As I opened the refrigerator door in search of that last piece of cake hidden in the bottom freezer shelf, I was assaulted.

Pieces of Ice came loudly tumbling out, overflowing shelves, and catapulting themselves onto the floor

This was not acceptable behavior!!!

It was our own refrigerator. How could it do that to us! I felt personally affronted by this device. Why couldn’t it just behave?

After the offender was repaired and the floor mopped, I thought about ice. People have been using ice for a long time to protect foods from perishing, even before electricity was readily available in the home.

Many years ago, even before I was born, ancient people stored their food in nearby cold lakes and rivers. And then in winter, they dug pits into the ground and covered the food with snow and ice.

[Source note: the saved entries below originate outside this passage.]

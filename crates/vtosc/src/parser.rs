//! Top-level dispatch: leading numeric code, then a command-specific body.

use crate::clipboard;
use crate::color::ColorRequest;
use crate::command::{Command, SpecialColorSlot, TitleTarget};
use crate::conemu;
use crate::hyperlink;
use crate::iterm2;
use crate::semantic_prompt;

/// Parse one complete OSC payload (the bytes between `OSC` and its
/// terminator, not including either) into a [`Command`].
///
/// Never fails: a payload this function can't make sense of becomes
/// [`Command::Unknown`] rather than an error, per §4.2's robustness rules.
pub fn parse(payload: &[u8]) -> Command {
    let (code, rest) = split_code(payload);

    let Some(code) = code else {
        return Command::Unknown { code: None, payload: payload.to_vec() };
    };

    parse_with_code(code, rest).unwrap_or(Command::Unknown {
        code: Some(code),
        payload: payload.to_vec(),
    })
}

/// Splits a leading `NNN;` or bare `NNN` off the front of the payload.
fn split_code(payload: &[u8]) -> (Option<u16>, &[u8]) {
    let mut end = 0;
    while end < payload.len() && payload[end].is_ascii_digit() {
        end += 1;
    }
    if end == 0 {
        return (None, payload);
    }
    let code = std::str::from_utf8(&payload[..end]).ok().and_then(|s| s.parse().ok());
    let rest = if end < payload.len() && payload[end] == b';' {
        &payload[end + 1..]
    } else {
        &payload[end..]
    };
    (code, rest)
}

fn parse_with_code(code: u16, body: &[u8]) -> Option<Command> {
    match code {
        0 => Some(title(TitleTarget::IconAndWindow, body)),
        1 => Some(title(TitleTarget::IconOnly, body)),
        2 => Some(title(TitleTarget::WindowOnly, body)),
        4 => Some(Command::PaletteColor(parse_palette(body))),
        5 => Some(Command::SpecialColor(parse_special(body))),
        7 => Some(Command::WorkingDirectory(String::from_utf8_lossy(body).into_owned())),
        8 => hyperlink::parse(body).map(Command::Hyperlink),
        9 => Some(parse_osc9(body)),
        10..=19 => {
            let req = ColorRequest::parse(body)?;
            Some(Command::DynamicColor(code, req))
        }
        52 => clipboard::parse_legacy(body).map(Command::ClipboardLegacy),
        104 => Some(Command::ResetPaletteColor(parse_optional_index(body))),
        110..=119 => Some(Command::ResetDynamicColor(code - 100)),
        133 => semantic_prompt::parse(body).map(Command::SemanticPrompt),
        1337 => iterm2::parse(body).map(Command::Iterm2),
        5522 => clipboard::parse_v2(body).map(Command::ClipboardV2),
        _ => None,
    }
}

fn title(target: TitleTarget, body: &[u8]) -> Command {
    Command::SetTitle {
        target,
        text: String::from_utf8_lossy(body).into_owned(),
    }
}

/// `OSC 9` is overloaded: a bare string is an iTerm2 notification, but a
/// body starting with `N;` is a ConEmu extension subcode.
fn parse_osc9(body: &[u8]) -> Command {
    let text = String::from_utf8_lossy(body);
    if let Some(rest) = text.strip_prefix(|c: char| c.is_ascii_digit()).map(|_| text.as_ref()) {
        // Only treat it as a ConEmu subcode if it parses as `digits(;...)`.
        if rest.split(';').next().map(|s| s.chars().all(|c| c.is_ascii_digit())).unwrap_or(false) {
            return Command::ConEmu(conemu::parse(rest));
        }
    }
    Command::DesktopNotification(text.into_owned())
}

/// `OSC 4` body: a list of `index;spec` pairs, accumulating valid ones up
/// to the first malformed entry.
fn parse_palette(body: &[u8]) -> Vec<(u8, ColorRequest)> {
    let mut out = Vec::new();
    let mut fields = body.split(|&b| b == b';');
    loop {
        let Some(index_field) = fields.next() else { break };
        let Ok(index_str) = std::str::from_utf8(index_field) else { break };
        let Ok(index) = index_str.parse::<u8>() else { break };
        let Some(spec_field) = fields.next() else { break };
        let Some(req) = ColorRequest::parse(spec_field) else { break };
        out.push((index, req));
    }
    out
}

fn parse_special(body: &[u8]) -> Vec<(SpecialColorSlot, ColorRequest)> {
    let mut out = Vec::new();
    let mut fields = body.split(|&b| b == b';');
    let mut idx: u16 = 0;
    loop {
        let Some(spec_field) = fields.next() else { break };
        if spec_field.is_empty() && idx == 0 {
            // Leading empty field before the first spec: skip.
            continue;
        }
        let Some(slot) = SpecialColorSlot::from_index(idx) else { break };
        let Some(req) = ColorRequest::parse(spec_field) else { break };
        out.push((slot, req));
        idx += 1;
    }
    out
}

fn parse_optional_index(body: &[u8]) -> Option<u8> {
    if body.is_empty() {
        return None;
    }
    std::str::from_utf8(body).ok()?.parse().ok()
}

#[cfg(test)]
mod tests {
    use super::*;
    use crate::color::ColorRequest;
    use xparsecolor::XColor;

    #[test]
    fn osc4_set_then_query() {
        match parse(b"4;1;#ff0000") {
            Command::PaletteColor(entries) => {
                assert_eq!(entries.len(), 1);
                assert_eq!(entries[0].0, 1);
                assert_eq!(entries[0].1, ColorRequest::Set(XColor::from_rgb8(0xff, 0, 0)));
            }
            other => panic!("unexpected: {other:?}"),
        }

        match parse(b"4;1;?") {
            Command::PaletteColor(entries) => {
                assert_eq!(entries[0].1, ColorRequest::Query);
            }
            other => panic!("unexpected: {other:?}"),
        }
    }

    #[test]
    fn osc4_stops_at_first_malformed_entry() {
        match parse(b"4;1;#ff0000;2;not-a-color;3;#00ff00") {
            Command::PaletteColor(entries) => {
                assert_eq!(entries.len(), 1);
            }
            other => panic!("unexpected: {other:?}"),
        }
    }

    #[test]
    fn osc9_plain_text_is_notification() {
        match parse(b"9;hello world") {
            Command::DesktopNotification(s) => assert_eq!(s, "hello world"),
            other => panic!("unexpected: {other:?}"),
        }
    }

    #[test]
    fn osc9_conemu_subcode() {
        match parse(b"9;4;500") {
            Command::ConEmu(crate::conemu::ConEmuCommand::Sleep(ms)) => assert_eq!(ms, 500),
            other => panic!("unexpected: {other:?}"),
        }
    }

    #[test]
    fn osc133_semantic_prompt() {
        match parse(b"133;A;aid=14;cl=line") {
            Command::SemanticPrompt(cmd) => {
                assert_eq!(cmd.options.aid.as_deref(), Some("14"));
            }
            other => panic!("unexpected: {other:?}"),
        }
    }

    #[test]
    fn unknown_code_preserves_payload() {
        match parse(b"9999;whatever") {
            Command::Unknown { code, payload } => {
                assert_eq!(code, Some(9999));
                assert_eq!(payload, b"9999;whatever");
            }
            other => panic!("unexpected: {other:?}"),
        }
    }

    #[test]
    fn idempotent_reparse() {
        let bytes: &[u8] = b"133;A;aid=14;cl=line";
        assert_eq!(parse(bytes), parse(bytes));
    }
}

I cannot imagine lugging stuff down to the river or to those wintery storage pits and then dragging my perishables back to my house.

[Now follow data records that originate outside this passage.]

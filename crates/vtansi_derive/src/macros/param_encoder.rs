//! Shared parameter encoding logic.
//!
//! This module provides reusable parameter encoding code generation that can
//! be used by both framed (control sequences) and unframed (plain struct)
//! encoding implementations.
//!
//! The key insight is that parameter encoding logic should be identical
//! whether the parameters appear in a control sequence (with intro/final
//! bytes) or as standalone struct values. This module extracts the common
//! encoding logic.

use proc_macro2::TokenStream;
use quote::quote;

use crate::helpers::FieldInfo;
use crate::helpers::{
    metadata::StructFormat, struct_params::Params, type_props::ParamEncoding,
};

/// Generate parameter encoding expressions for a list of fields.
pub fn generate_param_encoding(
    params: &Params,
    encoding: &ParamEncoding,
    sink: &syn::Ident,
    counter: &syn::Ident,
) -> syn::Result<TokenStream> {
    match encoding.format {
        StructFormat::Map => {
            generate_map_encoding(params, encoding, sink, counter)
        }
        StructFormat::Vector => {
            generate_vector_encoding(params, encoding, sink, counter)
        }
    }
}

pub fn generate_map_encoding(
    params: &Params,
    encoding: &ParamEncoding,
    sink: &syn::Ident,
    counter: &syn::Ident,
) -> syn::Result<TokenStream> {
    let fields = &params.fields;
    let offset = encoding.offset;
    let delimiter =
        &syn::Ident::new("__vtansi_delimiter", proc_macro2::Span::mixed_site());
    let skipcount = &syn::Ident::new(
        "__vtansi_skip_count",
        proc_macro2::Span::mixed_site(),
    );
    let mut lines: Vec<TokenStream> = Vec::new();

    let mut encoding_ctx = FieldEncodingContext {
        sink,
        counter,
        skipcount,
        delimiter,
        offset,
        key: None,
        index: 0usize,
    };

    let delimiter_lit = match &encoding.delimiter {
        Some(d) => {
            let d = **d;
            quote! { ::std::slice::from_ref(&#d) }
        }
        None => quote! { &[] },
    };

    let setup = quote! {
        let mut #skipcount = 0usize;
        const #delimiter: &[u8] = #delimiter_lit;
    };

    if !params.has_mux {
        for (i, field) in fields.iter().enumerate() {
            let key = field.ident().to_string();
            encoding_ctx.key = Some(key);
            encoding_ctx.index = i;
            lines.push(generate_simple_field_encoding(field, &encoding_ctx));
        }
    } else {
        let mut param_groups: Vec<Vec<&FieldInfo>> = Vec::new();
        for field in fields {
            if let Some(mux_index) = &field.mux_index {
                let mux_index = match mux_index {
                    syn::Member::Unnamed(idx) => idx.index as usize,
                    _ => panic!(
                        "encoder expected syn::Member::Unnamed, got syn::Member::Named"
                    ),
                };
                param_groups[mux_index].push(field);
            } else {
                param_groups.push(vec![field]);
            }
        }

        // Generate encoding for each muxed parameter
        for (i, fields) in param_groups.iter().enumerate() {
            let key = fields[0].ident().to_string();
            encoding_ctx.key = Some(key);
            encoding_ctx.index = i;
            if fields.len() == 1 {
                lines.push(generate_simple_field_encoding(
                    fields[0],
                    &encoding_ctx,
                ));
            } else {
                // Multiplexing: combine primary field with mux fields using
                // AnsiMuxEncode
                lines.push(generate_multiplexed_field_encoding(
                    fields,
                    &encoding_ctx,
                ));
            }
        }
    }

    Ok(quote! {
        {
            #setup
            #(#lines)*
        }
    })
}

pub fn generate_vector_encoding(
    params: &Params,
    encoding: &ParamEncoding,
    sink: &syn::Ident,
    counter: &syn::Ident,
) -> syn::Result<TokenStream> {
    let fields = &params.fields;
    let offset = encoding.offset;
    let delimiter =
        &syn::Ident::new("__vtansi_delimiter", proc_macro2::Span::mixed_site());
    let skipcount = &syn::Ident::new(
        "__vtansi_skip_count",
        proc_macro2::Span::mixed_site(),
    );
    let mut lines: Vec<TokenStream> = Vec::new();

    let mut encoding_ctx = FieldEncodingContext {
        sink,
        counter,
        skipcount,
        delimiter,
        offset,
        key: None,
        index: 0usize,
    };

    let delimiter_lit = match &encoding.delimiter {
        Some(d) => {
            let d = **d;
            quote! { ::std::slice::from_ref(&#d) }
        }
        None => quote! { &[] },
    };

    let setup = quote! {
        let mut #skipcount = 0usize;
        const #delimiter: &[u8] = #delimiter_lit;
    };

    if !params.has_mux {
        for (i, field) in fields.iter().enumerate() {
            encoding_ctx.index = i;
            lines.push(generate_simple_field_encoding(field, &encoding_ctx));
        }
    } else {
        let mut param_groups: Vec<Vec<&FieldInfo>> = Vec::new();

        for field in fields {
            if let Some(mux_index) = &field.mux_index {
                let mux_index = match mux_index {
                    syn::Member::Unnamed(idx) => idx.index as usize,
                    _ => panic!(
                        "expected syn::Member::Unnamed, got syn::Member::Named"
                    ),
                };
                param_groups[mux_index].push(field);
            } else {
                param_groups.push(vec![field]);
            }
        }

        // Generate encoding for each muxed parameter
        for (i, fields) in param_groups.iter().enumerate() {
            encoding_ctx.index = i;
            if fields.len() == 1 {
                // No multiplexing - simple case
                lines.push(generate_simple_field_encoding(
                    fields[0],
                    &encoding_ctx,
                ));
            } else {
                // Multiplexing: combine primary field with mux fields using
                // AnsiMuxEncode
                lines.push(generate_multiplexed_field_encoding(
                    fields,
                    &encoding_ctx,
                ));
            }
        }
    }

    Ok(quote! {
        {
            #setup
            #(#lines)*
        }
    })
}

struct FieldEncodingContext<'a> {
    sink: &'a syn::Ident,
    counter: &'a syn::Ident,
    skipcount: &'a syn::Ident,
    delimiter: &'a syn::Ident,
    offset: usize,
    key: Option<String>,
    index: usize,
}

/// Generate encoding for a simple (non-multiplexed) field.
///
/// Create encoding code for a field that doesn't use multiplexing.
fn generate_simple_field_encoding(
    field: &FieldInfo,
    ctx: &FieldEncodingContext,
) -> TokenStream {
    let field_name = &field.member;

    let FieldEncodingContext {
        sink,
        counter,
        skipcount,
        delimiter,
        offset,
        key,
        index,
    } = ctx;

    let emit_key = if let Some(key) = key {
        quote! {
            #counter += ::vtansi::write_str_into(#sink, #key)?;
            #counter += ::vtansi::write_str_into(#sink, "=")?;
        }
    } else {
        quote! {}
    };

    let emit_delim = if (*index + offset) > 0 {
        quote! {
            for _ in 0 .. #skipcount + 1 {
                #counter += ::vtansi::write_bytes_into(#sink, #delimiter)?;
            }
        }
    } else {
        quote! {}
    };

    let field_type = &field.inner_ty;

    if field.is_optional {
        quote! {
            if let Some(value) = &self.#field_name {
                #emit_delim
                #emit_key
                #counter += <#field_type as ::vtansi::encode::AnsiEncode>::encode_ansi_into(value, #sink)?;
            } else {
                #skipcount += 1;
            }
        }
    } else {
        quote! {
            #emit_delim
            #emit_key
            #counter += <#field_type as ::vtansi::encode::AnsiEncode>::encode_ansi_into(&self.#field_name, #sink)?;
        }
    }
}

/// Generate encoding for a multiplexed field.
///
/// Create encoding code for a field that combines multiple fields using
/// AnsiMuxEncode.
fn generate_multiplexed_field_encoding(
    mux_fields: &[&FieldInfo],
    ctx: &FieldEncodingContext,
) -> TokenStream {
    let FieldEncodingContext {
        sink,
        counter,
        skipcount,
        delimiter,
        offset,
        key,
        index,
    } = ctx;
    let primary_field = mux_fields[0];
    let mux_fields = &mux_fields[1..];
    let primary_name = &primary_field.ident();
    let is_optional = primary_field.is_optional;
    let mux_value =
        syn::Ident::new("__vtansi_value", proc_macro2::Span::mixed_site());

    let emit_key = if let Some(key) = key {
        quote! {
            #counter += ::vtansi::write_str_into(#sink, #key)?;
            #counter += ::vtansi::write_str_into(#sink, "=")?;
        }
    } else {
        quote! {}
    };

    let emit_delim = if (*index + offset) > 0 {
        quote! {
            #counter += ::vtansi::write_bytes_into(#sink, #delimiter)?;
        }
    } else {
        quote! {}
    };

    // Generate chained mux_encode calls
    let mux_calls = mux_fields.iter().map(|mux_field| {
        let mux_name = &mux_field.ident();
        let mux_ty = &mux_field.ty;
        quote! {
            let #mux_value = <#mux_ty as ::vtansi::encode::AnsiMuxEncode>::mux_encode(&self.#mux_name, Some(&#mux_value))?;
        }
    });

    if is_optional {
        quote! {
            if let Some(value) = &self.#primary_name {
                #emit_delim
                #emit_key
                let #mux_value = <_ as ::vtansi::encode::AnsiMuxEncode>::mux_encode(value, None)?;
                #(#mux_calls)*
                #counter += <_ as ::vtansi::encode::AnsiEncode>::encode_ansi_into(&#mux_value, #sink)?;
            } else {
                #skipcount += 1;
            }
        }
    } else {
        quote! {
            #emit_delim
            #emit_key
            let #mux_value = <_ as ::vtansi::encode::AnsiMuxEncode>::mux_encode(&self.#primary_name, None)?;
            #(#mux_calls)*
            #counter += <_ as ::vtansi::encode::AnsiEncode>::encode_ansi_into(&#mux_value, #sink)?;
        }
    }
}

Things got a little better when the 1800s rolled around. Somebody had the bright idea of building cabinets made of wood or metal. And if you had one of these new-fangled iceboxes, you could have an ice company deliver ice to you. A little better. But still, it is hard for me to conjure up an image of walking outside to my icebox, carrying a container with a tool to chip away at the ice and then carting it back to my house.

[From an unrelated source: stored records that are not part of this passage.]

#![warn(clippy::pedantic)]

mod search_worker;
mod terminal_handle;

pub use crate::search_worker::{SearchCommand, SearchMailbox, SearchWorker};
pub use crate::terminal_handle::TerminalHandle;
pub use vtgrid::{NodeId, Pin};
pub use vtsearch::Selection;
pub use vtterm::{ResourceError, Terminal, TerminalOptions};
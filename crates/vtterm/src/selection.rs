//! Text selection: a pair of pins plus a rectangular/block-mode flag.

use vtgrid::PinId;

/// An active selection, anchored at `start` and following the live cursor
/// at `end`. Both ends are [`PinId`]s so the selection tracks correctly
/// across scrollback eviction and column reflow; a `garbage` pin (see
/// [`vtgrid::Pin`]) means the selection should be cleared by the caller.
#[derive(Debug, Clone, Copy, PartialEq, Eq)]
pub struct Selection {
    pub start: PinId,
    pub end: PinId,
    /// Block/rectangular selection (column range applies to every row
    /// between `start.y` and `end.y`) rather than stream selection.
    pub rectangular: bool,
}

When were refrigerators born? What fertile mind first thought of a refrigerator right inside your home?

Dr. William Cullen was a Scottish physician at the University of Edinburgh holding a dual position in Chemistry and Medicine. In 1756, he was the first to publically demonstrate artificial refrigeration. He had a container filled with diethyl ether. Using a pump he was able to create a partial vacuum over the container, which lowered the boiling point of the diethyl ether. The ether boiled absorbing heat from the surroundings of the container… and voila! the end product was a tiny amount of ice.
Of course, it was not practical for home use; but it was a start.

Inevitably, the first refrigerator for home use arrived.

Fred Wolf Jr. came to his interest in refrigeration through his father who was both an architect and a refrigeration engineer.

Wolf formed a company called DOMELRE which stood for Domestic Electric Refrigerators. This company was among the first to bring electrical refrigeration into the home. And his refrigerators knew how to keep ice in its place! DOMELRE devices used freezing trays wherein the feisty little cubes were safely secured.

It was a long road from icebox to domestic refrigerator

And so we give thanks and never forget our colleague, Dr. William Cullen, who was the first to demonstrate the cooling effect when a liquid is rapidly evaporated into a gas.

Now, if there was only a way to control my occasional recalcitrant and sometimes diabolical icemaker!